## Exercise directions
Where a line in the material below has the string "gaps", please report it.

::::::::

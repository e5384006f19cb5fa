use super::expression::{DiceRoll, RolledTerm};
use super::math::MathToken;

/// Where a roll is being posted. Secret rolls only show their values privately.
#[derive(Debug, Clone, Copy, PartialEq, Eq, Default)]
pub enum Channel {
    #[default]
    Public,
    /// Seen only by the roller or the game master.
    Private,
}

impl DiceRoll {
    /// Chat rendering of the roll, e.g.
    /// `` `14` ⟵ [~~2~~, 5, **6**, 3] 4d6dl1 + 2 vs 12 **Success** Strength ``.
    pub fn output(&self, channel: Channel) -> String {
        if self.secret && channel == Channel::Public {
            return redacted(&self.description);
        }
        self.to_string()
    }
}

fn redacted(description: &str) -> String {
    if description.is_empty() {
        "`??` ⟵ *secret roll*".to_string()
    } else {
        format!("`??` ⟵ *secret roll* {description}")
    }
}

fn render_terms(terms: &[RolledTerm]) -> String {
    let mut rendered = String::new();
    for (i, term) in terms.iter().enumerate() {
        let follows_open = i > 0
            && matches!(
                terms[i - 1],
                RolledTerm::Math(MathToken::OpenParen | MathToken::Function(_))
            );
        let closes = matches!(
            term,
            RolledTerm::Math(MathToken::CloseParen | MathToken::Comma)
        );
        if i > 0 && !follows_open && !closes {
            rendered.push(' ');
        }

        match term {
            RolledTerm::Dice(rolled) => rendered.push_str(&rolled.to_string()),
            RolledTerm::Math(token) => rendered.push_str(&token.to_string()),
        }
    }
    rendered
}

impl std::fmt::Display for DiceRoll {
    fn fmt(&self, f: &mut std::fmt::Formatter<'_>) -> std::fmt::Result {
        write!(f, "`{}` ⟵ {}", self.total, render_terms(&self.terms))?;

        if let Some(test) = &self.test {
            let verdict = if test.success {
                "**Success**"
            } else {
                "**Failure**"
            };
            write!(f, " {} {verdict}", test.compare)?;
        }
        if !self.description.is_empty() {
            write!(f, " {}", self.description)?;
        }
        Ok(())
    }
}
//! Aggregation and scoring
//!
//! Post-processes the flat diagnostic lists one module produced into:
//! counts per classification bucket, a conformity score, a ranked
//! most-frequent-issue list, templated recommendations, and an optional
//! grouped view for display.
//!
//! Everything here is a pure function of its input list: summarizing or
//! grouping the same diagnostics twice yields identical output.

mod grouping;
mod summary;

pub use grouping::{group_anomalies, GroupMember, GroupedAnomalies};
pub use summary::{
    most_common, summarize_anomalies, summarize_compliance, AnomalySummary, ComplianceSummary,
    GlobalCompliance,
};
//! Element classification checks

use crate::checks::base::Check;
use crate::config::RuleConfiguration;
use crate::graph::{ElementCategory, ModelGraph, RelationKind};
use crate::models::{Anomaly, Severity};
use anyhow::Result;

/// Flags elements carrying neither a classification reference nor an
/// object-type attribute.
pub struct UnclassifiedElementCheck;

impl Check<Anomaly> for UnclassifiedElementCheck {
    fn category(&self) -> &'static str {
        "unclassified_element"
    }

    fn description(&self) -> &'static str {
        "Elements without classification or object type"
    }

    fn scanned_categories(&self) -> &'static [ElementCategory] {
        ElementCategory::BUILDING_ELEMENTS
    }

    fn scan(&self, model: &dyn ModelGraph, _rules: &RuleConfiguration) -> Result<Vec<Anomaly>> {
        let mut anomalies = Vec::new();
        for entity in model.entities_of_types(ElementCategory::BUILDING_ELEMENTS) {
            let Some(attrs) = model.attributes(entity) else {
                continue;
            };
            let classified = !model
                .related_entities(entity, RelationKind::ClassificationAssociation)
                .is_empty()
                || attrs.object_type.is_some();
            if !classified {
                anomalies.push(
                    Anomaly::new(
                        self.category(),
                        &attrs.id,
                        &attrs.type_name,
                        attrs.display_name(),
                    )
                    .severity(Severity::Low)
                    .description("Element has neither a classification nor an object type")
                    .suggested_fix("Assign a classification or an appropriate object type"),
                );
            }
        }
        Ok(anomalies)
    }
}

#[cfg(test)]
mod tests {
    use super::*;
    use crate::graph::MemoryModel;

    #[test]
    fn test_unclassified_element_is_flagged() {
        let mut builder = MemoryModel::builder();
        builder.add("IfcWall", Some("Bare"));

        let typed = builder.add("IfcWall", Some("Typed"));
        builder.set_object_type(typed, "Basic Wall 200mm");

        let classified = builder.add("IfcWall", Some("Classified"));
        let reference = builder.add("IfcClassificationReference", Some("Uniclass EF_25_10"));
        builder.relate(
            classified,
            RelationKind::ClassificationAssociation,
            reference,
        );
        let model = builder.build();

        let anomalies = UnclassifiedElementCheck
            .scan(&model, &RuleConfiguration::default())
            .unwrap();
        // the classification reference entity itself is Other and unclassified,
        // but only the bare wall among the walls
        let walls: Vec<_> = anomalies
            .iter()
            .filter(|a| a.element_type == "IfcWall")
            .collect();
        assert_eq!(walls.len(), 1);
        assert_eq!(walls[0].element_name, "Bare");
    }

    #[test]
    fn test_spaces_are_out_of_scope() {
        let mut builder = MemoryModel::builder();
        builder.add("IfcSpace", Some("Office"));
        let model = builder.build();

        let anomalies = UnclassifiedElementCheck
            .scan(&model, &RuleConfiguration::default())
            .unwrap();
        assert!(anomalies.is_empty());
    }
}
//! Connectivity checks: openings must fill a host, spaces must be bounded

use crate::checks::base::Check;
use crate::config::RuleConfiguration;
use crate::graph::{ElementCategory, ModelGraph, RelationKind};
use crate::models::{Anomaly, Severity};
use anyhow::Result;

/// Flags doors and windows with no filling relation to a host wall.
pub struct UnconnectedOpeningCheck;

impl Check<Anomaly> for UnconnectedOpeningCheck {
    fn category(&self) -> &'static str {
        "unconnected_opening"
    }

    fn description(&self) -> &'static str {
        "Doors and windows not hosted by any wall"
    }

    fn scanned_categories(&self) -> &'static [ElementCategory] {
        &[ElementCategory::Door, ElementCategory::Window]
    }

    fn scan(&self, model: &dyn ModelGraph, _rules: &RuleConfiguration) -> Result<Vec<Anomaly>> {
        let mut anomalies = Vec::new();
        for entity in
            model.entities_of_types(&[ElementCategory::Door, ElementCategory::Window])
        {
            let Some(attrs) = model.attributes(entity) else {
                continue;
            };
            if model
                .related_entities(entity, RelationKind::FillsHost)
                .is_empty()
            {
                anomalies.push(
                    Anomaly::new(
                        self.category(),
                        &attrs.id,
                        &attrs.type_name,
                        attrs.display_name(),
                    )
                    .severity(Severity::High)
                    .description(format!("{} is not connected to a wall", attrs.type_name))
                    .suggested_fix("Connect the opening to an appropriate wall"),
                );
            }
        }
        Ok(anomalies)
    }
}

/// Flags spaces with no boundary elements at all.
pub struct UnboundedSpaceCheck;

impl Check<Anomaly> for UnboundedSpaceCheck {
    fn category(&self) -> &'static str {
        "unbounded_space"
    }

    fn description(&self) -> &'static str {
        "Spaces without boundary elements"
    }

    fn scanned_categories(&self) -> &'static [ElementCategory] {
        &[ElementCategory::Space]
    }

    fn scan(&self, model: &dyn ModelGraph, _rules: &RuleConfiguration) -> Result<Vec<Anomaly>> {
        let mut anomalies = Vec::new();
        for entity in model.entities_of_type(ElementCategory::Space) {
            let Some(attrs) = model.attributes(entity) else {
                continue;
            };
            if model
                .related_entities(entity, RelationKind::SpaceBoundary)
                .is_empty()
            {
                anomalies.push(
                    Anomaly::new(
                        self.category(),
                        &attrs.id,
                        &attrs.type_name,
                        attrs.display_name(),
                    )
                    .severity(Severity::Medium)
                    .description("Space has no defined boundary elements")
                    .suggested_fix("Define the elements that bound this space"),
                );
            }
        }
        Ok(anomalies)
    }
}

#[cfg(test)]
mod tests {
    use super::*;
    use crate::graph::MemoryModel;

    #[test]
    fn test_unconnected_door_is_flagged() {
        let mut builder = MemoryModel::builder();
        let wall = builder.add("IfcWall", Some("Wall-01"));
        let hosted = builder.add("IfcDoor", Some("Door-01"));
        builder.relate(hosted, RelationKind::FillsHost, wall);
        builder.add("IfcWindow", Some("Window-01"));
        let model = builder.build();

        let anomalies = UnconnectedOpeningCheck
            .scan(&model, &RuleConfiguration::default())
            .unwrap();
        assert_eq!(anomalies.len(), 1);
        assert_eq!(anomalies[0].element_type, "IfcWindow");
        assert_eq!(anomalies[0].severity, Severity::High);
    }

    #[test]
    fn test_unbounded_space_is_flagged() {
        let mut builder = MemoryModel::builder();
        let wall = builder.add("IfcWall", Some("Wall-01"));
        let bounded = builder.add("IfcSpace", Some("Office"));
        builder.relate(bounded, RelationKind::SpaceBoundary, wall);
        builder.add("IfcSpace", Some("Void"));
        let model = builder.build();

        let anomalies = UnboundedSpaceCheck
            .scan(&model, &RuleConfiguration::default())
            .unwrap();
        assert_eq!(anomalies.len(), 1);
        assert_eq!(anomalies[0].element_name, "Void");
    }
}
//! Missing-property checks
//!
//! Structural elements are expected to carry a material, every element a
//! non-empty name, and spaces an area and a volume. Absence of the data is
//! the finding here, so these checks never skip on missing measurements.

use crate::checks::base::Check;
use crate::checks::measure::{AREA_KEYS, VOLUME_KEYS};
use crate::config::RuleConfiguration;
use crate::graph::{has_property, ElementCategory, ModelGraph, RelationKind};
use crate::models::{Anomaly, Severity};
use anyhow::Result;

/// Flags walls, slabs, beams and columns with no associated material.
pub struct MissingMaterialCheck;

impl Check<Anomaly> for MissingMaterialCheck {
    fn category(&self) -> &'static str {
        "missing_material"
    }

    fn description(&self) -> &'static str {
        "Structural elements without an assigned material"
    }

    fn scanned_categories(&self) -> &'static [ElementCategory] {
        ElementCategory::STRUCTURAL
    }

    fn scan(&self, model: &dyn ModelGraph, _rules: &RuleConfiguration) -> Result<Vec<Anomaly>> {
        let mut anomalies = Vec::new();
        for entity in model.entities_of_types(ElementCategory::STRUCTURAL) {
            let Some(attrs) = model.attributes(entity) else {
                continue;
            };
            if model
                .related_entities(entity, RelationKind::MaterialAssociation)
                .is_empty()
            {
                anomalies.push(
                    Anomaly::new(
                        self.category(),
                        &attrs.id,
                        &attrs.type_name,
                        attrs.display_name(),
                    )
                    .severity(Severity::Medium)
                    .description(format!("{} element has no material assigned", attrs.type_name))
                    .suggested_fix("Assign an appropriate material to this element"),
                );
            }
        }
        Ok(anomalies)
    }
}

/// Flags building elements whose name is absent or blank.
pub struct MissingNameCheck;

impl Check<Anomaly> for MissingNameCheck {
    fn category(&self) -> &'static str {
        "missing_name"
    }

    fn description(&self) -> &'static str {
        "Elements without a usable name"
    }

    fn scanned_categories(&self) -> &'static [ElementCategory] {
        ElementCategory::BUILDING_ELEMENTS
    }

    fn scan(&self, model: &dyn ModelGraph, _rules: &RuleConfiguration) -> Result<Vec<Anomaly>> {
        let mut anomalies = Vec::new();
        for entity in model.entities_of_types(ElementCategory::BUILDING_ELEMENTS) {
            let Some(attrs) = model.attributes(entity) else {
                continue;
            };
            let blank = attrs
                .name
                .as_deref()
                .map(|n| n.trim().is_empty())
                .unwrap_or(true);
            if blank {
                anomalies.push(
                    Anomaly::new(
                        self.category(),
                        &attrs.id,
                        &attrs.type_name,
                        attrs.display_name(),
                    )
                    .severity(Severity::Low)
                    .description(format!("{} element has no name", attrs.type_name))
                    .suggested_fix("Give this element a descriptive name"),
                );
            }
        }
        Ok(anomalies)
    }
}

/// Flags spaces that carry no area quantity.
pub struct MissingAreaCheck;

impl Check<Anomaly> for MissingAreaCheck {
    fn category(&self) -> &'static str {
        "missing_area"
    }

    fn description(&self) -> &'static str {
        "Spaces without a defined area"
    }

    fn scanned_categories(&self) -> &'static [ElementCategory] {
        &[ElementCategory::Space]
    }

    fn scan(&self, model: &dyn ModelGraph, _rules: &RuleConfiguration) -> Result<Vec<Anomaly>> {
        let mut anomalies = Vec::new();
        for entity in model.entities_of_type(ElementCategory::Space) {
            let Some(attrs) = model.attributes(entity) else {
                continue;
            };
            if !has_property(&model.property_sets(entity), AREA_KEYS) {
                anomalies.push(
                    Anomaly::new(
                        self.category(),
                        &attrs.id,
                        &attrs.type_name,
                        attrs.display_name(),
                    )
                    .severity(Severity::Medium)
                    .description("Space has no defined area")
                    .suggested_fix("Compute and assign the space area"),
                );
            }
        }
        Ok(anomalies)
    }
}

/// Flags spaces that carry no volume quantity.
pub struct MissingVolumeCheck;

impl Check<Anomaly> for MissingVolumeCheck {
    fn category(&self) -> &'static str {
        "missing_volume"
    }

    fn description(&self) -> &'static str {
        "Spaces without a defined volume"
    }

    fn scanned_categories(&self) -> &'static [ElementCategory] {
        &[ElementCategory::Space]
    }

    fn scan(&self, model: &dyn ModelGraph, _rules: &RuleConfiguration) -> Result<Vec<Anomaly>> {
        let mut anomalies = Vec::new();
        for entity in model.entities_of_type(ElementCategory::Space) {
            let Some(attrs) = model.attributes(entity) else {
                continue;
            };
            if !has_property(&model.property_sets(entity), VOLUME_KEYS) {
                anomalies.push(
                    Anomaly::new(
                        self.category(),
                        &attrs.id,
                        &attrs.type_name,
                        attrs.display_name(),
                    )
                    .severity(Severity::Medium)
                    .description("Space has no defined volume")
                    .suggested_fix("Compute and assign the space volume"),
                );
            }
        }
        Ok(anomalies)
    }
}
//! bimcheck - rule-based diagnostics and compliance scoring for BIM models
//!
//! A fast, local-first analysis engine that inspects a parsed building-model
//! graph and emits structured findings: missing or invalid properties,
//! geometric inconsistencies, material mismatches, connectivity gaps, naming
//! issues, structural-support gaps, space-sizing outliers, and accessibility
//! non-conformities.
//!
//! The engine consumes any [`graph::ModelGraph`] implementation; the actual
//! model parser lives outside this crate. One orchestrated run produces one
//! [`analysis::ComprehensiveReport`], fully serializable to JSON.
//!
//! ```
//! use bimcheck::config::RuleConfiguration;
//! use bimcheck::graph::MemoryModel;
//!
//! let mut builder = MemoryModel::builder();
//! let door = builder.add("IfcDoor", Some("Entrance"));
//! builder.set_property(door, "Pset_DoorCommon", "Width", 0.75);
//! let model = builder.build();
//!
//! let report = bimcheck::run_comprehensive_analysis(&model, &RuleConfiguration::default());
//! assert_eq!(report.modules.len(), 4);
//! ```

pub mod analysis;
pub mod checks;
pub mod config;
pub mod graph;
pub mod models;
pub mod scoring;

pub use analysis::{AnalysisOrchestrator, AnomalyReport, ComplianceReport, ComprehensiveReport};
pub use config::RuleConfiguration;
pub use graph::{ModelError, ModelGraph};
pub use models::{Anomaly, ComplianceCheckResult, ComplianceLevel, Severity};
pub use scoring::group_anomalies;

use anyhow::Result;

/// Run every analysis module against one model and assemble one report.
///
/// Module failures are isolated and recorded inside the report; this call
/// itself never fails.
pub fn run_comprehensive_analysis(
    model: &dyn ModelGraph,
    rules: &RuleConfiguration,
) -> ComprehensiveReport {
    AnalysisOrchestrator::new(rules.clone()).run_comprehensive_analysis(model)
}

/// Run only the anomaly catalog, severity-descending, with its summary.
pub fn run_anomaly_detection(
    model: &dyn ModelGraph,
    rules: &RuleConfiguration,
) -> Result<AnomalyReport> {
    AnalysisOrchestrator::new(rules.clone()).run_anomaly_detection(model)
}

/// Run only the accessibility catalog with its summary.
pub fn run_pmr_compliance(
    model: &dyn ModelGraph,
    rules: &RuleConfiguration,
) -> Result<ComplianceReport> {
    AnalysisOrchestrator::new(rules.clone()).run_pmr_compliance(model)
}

::::::::

## Final answer
//! geometric inconsistencies, material mismatches, connectivity gaps, naming
//! issues, structural-support gaps, space-sizing outliers, and accessibility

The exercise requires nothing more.